METTL3-mediated m6A RNA methylation regulates dorsal lingual epithelium homeostasis.
10.1038/s41368-022-00176-2
- Author:
Qiuchan XIONG
1
;
Caojie LIU
1
;
Xin ZHENG
1
;
Xinyi ZHOU
1
;
Kexin LEI
1
;
Xiaohan ZHANG
1
;
Qian WANG
1
;
Weimin LIN
1
;
Ruizhan TONG
2
;
Ruoshi XU
3
;
Quan YUAN
4
Author Information
1. State Key Laboratory of Oral Diseases & National Clinical Research Center for Oral Diseases & West China Hospital of Stomatology, Sichuan University, Chengdu, China.
2. Department of Thoracic Oncology, Cancer Center, and Laboratory of Clinical Cell Therapy, West China Hospital, Sichuan University, Chengdu, China.
3. State Key Laboratory of Oral Diseases & National Clinical Research Center for Oral Diseases & West China Hospital of Stomatology, Sichuan University, Chengdu, China. xurs@scu.edu.cn.
4. State Key Laboratory of Oral Diseases & National Clinical Research Center for Oral Diseases & West China Hospital of Stomatology, Sichuan University, Chengdu, China. yuanquan@scu.edu.cn.

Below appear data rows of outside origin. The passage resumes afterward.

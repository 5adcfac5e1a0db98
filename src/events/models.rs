use chrono::NaiveDateTime;
use serde::{Deserialize, Serialize};

use super::time::ComparisonKey;

/// Title used when a record has none
pub const UNTITLED_EVENT: &str = "Untitled Event";
/// Category used when a record has no tag
pub const DEFAULT_TAG: &str = "General";
/// Host used for scraped records without an organizer
pub const DEFAULT_HOST: &str = "N/A";
/// Category given to every Google Calendar record
pub const EXTERNAL_TAG: &str = "Google Calendar";
/// Host used for Google Calendar records without an organizer
pub const EXTERNAL_HOST: &str = "Personal";

pub const DATE_TBA: &str = "Date TBA";
pub const TIME_TBA: &str = "Time TBA";
pub const ALL_DAY: &str = "All Day";
pub const LOCATION_TBA: &str = "Location TBA";
pub const NO_DESCRIPTION: &str = "No description available.";

/// Formatted start of an all-day window
pub const MIDNIGHT_LABEL: &str = "12:00 AM";
/// Formatted end of an all-day window
pub const END_OF_DAY_LABEL: &str = "11:59 PM";

/// Where a record came from
#[derive(Debug, Clone, Copy, PartialEq, Eq, Hash, Serialize, Deserialize)]
#[serde(rename_all = "lowercase")]
pub enum Source {
    Scraped,
    External,
}

impl std::fmt::Display for Source {
    fn fmt(&self, f: &mut std::fmt::Formatter<'_>) -> std::fmt::Result {
        match self {
            Source::Scraped => write!(f, "scraped"),
            Source::External => write!(f, "external"),
        }
    }
}

/// Event organizer as both sources encode it
#[derive(Debug, Clone, Default, PartialEq, Serialize, Deserialize)]
#[serde(rename_all = "camelCase")]
pub struct Organizer {
    #[serde(default)]
    pub display_name: Option<String>,
    #[serde(default)]
    pub email: Option<String>,
}

/// Record as stored by the scraper in the realtime database.
///
/// Current scraper output carries ISO `start`/`end` strings; older output
/// carries `title`, `event_link`, `host` and split `start_date`/`start_time`
/// fields. Both layouts deserialize into this type.
#[derive(Debug, Clone, Default, PartialEq, Serialize, Deserialize)]
#[serde(rename_all = "camelCase")]
pub struct RawScrapedEvent {
    #[serde(default)]
    pub id: Option<String>,
    #[serde(default)]
    pub summary: Option<String>,
    #[serde(default)]
    pub title: Option<String>,
    #[serde(default)]
    pub description: Option<String>,
    #[serde(default)]
    pub location: Option<String>,
    #[serde(default)]
    pub start: Option<String>,
    #[serde(default)]
    pub end: Option<String>,
    #[serde(default)]
    pub organizer: Option<Organizer>,
    #[serde(default)]
    pub html_link: Option<String>,
    #[serde(default, rename = "event_link")]
    pub event_link: Option<String>,
    #[serde(default)]
    pub tag: Option<String>,
    #[serde(default)]
    pub host: Option<String>,
    #[serde(default, rename = "start_date")]
    pub start_date: Option<String>,
    #[serde(default, rename = "start_time")]
    pub start_time: Option<String>,
    #[serde(default, rename = "end_time")]
    pub end_time: Option<String>,
}

/// Start or end of a Google Calendar event
#[derive(Debug, Clone, Default, PartialEq, Serialize, Deserialize)]
#[serde(rename_all = "camelCase")]
pub struct EventTime {
    #[serde(default, skip_serializing_if = "Option::is_none")]
    pub date_time: Option<String>,
    #[serde(default, skip_serializing_if = "Option::is_none")]
    pub date: Option<String>,
    #[serde(default, skip_serializing_if = "Option::is_none")]
    pub time_zone: Option<String>,
}

impl EventTime {
    /// The raw string this side of the window was given as
    pub fn raw(&self) -> Option<&str> {
        self.date_time.as_deref().or(self.date.as_deref())
    }
}

/// Record as returned by the Google Calendar events list
#[derive(Debug, Clone, Default, PartialEq, Serialize, Deserialize)]
#[serde(rename_all = "camelCase")]
pub struct RawExternalEvent {
    #[serde(default)]
    pub id: Option<String>,
    #[serde(default)]
    pub status: Option<String>,
    #[serde(default)]
    pub summary: Option<String>,
    #[serde(default)]
    pub description: Option<String>,
    #[serde(default)]
    pub location: Option<String>,
    #[serde(default)]
    pub start: EventTime,
    #[serde(default)]
    pub end: EventTime,
    #[serde(default)]
    pub organizer: Option<Organizer>,
    #[serde(default)]
    pub html_link: Option<String>,
}

impl RawExternalEvent {
    pub fn is_cancelled(&self) -> bool {
        self.status.as_deref() == Some("cancelled")
    }
}

/// A raw record tagged with its source
#[derive(Debug, Clone, PartialEq)]
pub enum RawEvent {
    Scraped(RawScrapedEvent),
    External(RawExternalEvent),
}

impl RawEvent {
    pub fn source(&self) -> Source {
        match self {
            RawEvent::Scraped(_) => Source::Scraped,
            RawEvent::External(_) => Source::External,
        }
    }
}

impl From<RawScrapedEvent> for RawEvent {
    fn from(record: RawScrapedEvent) -> Self {
        RawEvent::Scraped(record)
    }
}

impl From<RawExternalEvent> for RawEvent {
    fn from(record: RawExternalEvent) -> Self {
        RawEvent::External(record)
    }
}

/// The single shape every record is normalized into
#[derive(Debug, Clone, PartialEq, Serialize, Deserialize)]
pub struct NormalizedEvent {
    pub id: String,
    pub title: String,
    pub description: String,
    pub location: String,
    pub tag: String,
    pub host: String,
    pub event_link: Option<String>,
    pub start_date: String,
    pub start_time: String,
    pub end_time: String,
    pub raw_start_iso: String,
    pub raw_end_iso: String,
    pub source: Source,
    /// Start in the viewer's zone, `None` when the record had no usable date
    #[serde(default)]
    pub starts_at: Option<NaiveDateTime>,
}

impl NormalizedEvent {
    /// Key used for ordering and past-event filtering
    pub fn comparison_key(&self) -> ComparisonKey {
        ComparisonKey::from_start(self.starts_at)
    }

    /// Window runs from local midnight to 23:59
    pub fn is_all_day(&self) -> bool {
        self.start_time == MIDNIGHT_LABEL && self.end_time == END_OF_DAY_LABEL
    }

    /// Time text shown on a card
    pub fn time_label(&self) -> String {
        if self.is_all_day() {
            ALL_DAY.to_string()
        } else if self.start_time == TIME_TBA {
            TIME_TBA.to_string()
        } else if self.end_time == TIME_TBA {
            self.start_time.clone()
        } else {
            format!("{} - {}", self.start_time, self.end_time)
        }
    }

    pub fn location_label(&self) -> &str {
        if self.location.is_empty() {
            LOCATION_TBA
        } else {
            &self.location
        }
    }

    pub fn description_label(&self) -> &str {
        if self.description.is_empty() {
            NO_DESCRIPTION
        } else {
            &self.description
        }
    }
}

#[cfg(test)]
mod tests {
    use super::*;

    fn event(start_time: &str, end_time: &str) -> NormalizedEvent {
        NormalizedEvent {
            id: "e1".to_string(),
            title: "Quad Day".to_string(),
            description: String::new(),
            location: String::new(),
            tag: DEFAULT_TAG.to_string(),
            host: DEFAULT_HOST.to_string(),
            event_link: None,
            start_date: "June 15, 2025".to_string(),
            start_time: start_time.to_string(),
            end_time: end_time.to_string(),
            raw_start_iso: String::new(),
            raw_end_iso: String::new(),
            source: Source::Scraped,
            starts_at: None,
        }
    }

    #[test]
    fn test_time_label() {
        assert_eq!(event("12:00 AM", "11:59 PM").time_label(), "All Day");
        assert_eq!(event("9:00 AM", "10:30 AM").time_label(), "9:00 AM - 10:30 AM");
        assert_eq!(event("9:00 AM", TIME_TBA).time_label(), "9:00 AM");
        assert_eq!(event(TIME_TBA, TIME_TBA).time_label(), TIME_TBA);
        // Midnight start alone is not all-day
        assert!(!event("12:00 AM", "1:00 AM").is_all_day());
    }

    #[test]
    fn test_labels_for_missing_fields() {
        let e = event("9:00 AM", "10:00 AM");
        assert_eq!(e.location_label(), LOCATION_TBA);
        assert_eq!(e.description_label(), NO_DESCRIPTION);
    }

    #[test]
    fn test_scraped_record_accepts_legacy_field_names() {
        let record: RawScrapedEvent = serde_json::from_value(serde_json::json!({
            "title": "Illini Football",
            "event_link": "https://fightingillini.com",
            "start_date": "Sep 5 2025",
            "start_time": "7:00 pm",
            "tag": "Athletics"
        }))
        .unwrap();

        assert_eq!(record.title.as_deref(), Some("Illini Football"));
        assert_eq!(record.event_link.as_deref(), Some("https://fightingillini.com"));
        assert!(record.summary.is_none());
        assert_eq!(record.start_date.as_deref(), Some("Sep 5 2025"));
        assert_eq!(record.start_time.as_deref(), Some("7:00 pm"));
    }

    #[test]
    fn test_external_record_shapes() {
        let record: RawExternalEvent = serde_json::from_value(serde_json::json!({
            "id": "g1",
            "summary": "Holiday",
            "start": { "date": "2025-07-04" },
            "end": { "date": "2025-07-05" }
        }))
        .unwrap();

        assert_eq!(record.start.raw(), Some("2025-07-04"));
        assert!(record.start.date_time.is_none());
        assert!(!record.is_cancelled());
    }
}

- Publication Type:Journal Article
- MeSH:
Animals;
Epithelium/metabolism*;
Homeostasis;
Methylation;
Methyltransferases/metabolism*;
Mice;
RNA;
Taste Buds/metabolism*
- From:
International Journal of Oral Science
2022;14(1):26-26
- CountryChina
- Language:English
-
Abstract:
The dorsal lingual epithelium, which is composed of taste buds and keratinocytes differentiated from K14+ basal cells, discriminates taste compounds and maintains the epithelial barrier. N6-methyladenosine (m6A) is the most abundant mRNA modification in eukaryotic cells. How METTL3-mediated m6A modification regulates K14+ basal cell fate during dorsal lingual epithelium formation and regeneration remains unclear. Here we show knockout of Mettl3 in K14+ cells reduced the taste buds and enhanced keratinocytes. Deletion of Mettl3 led to increased basal cell proliferation and decreased cell division in taste buds. Conditional Mettl3 knock-in mice showed little impact on taste buds or keratinization, but displayed increased proliferation of cells around taste buds in a protective manner during post-irradiation recovery. Mechanically, we revealed that the most frequent m6A modifications were enriched in Hippo and Wnt signaling, and specific peaks were observed near the stop codons of Lats1 and FZD7. Our study elucidates that METTL3 is essential for taste bud formation and could promote the quantity recovery of taste bud after radiation.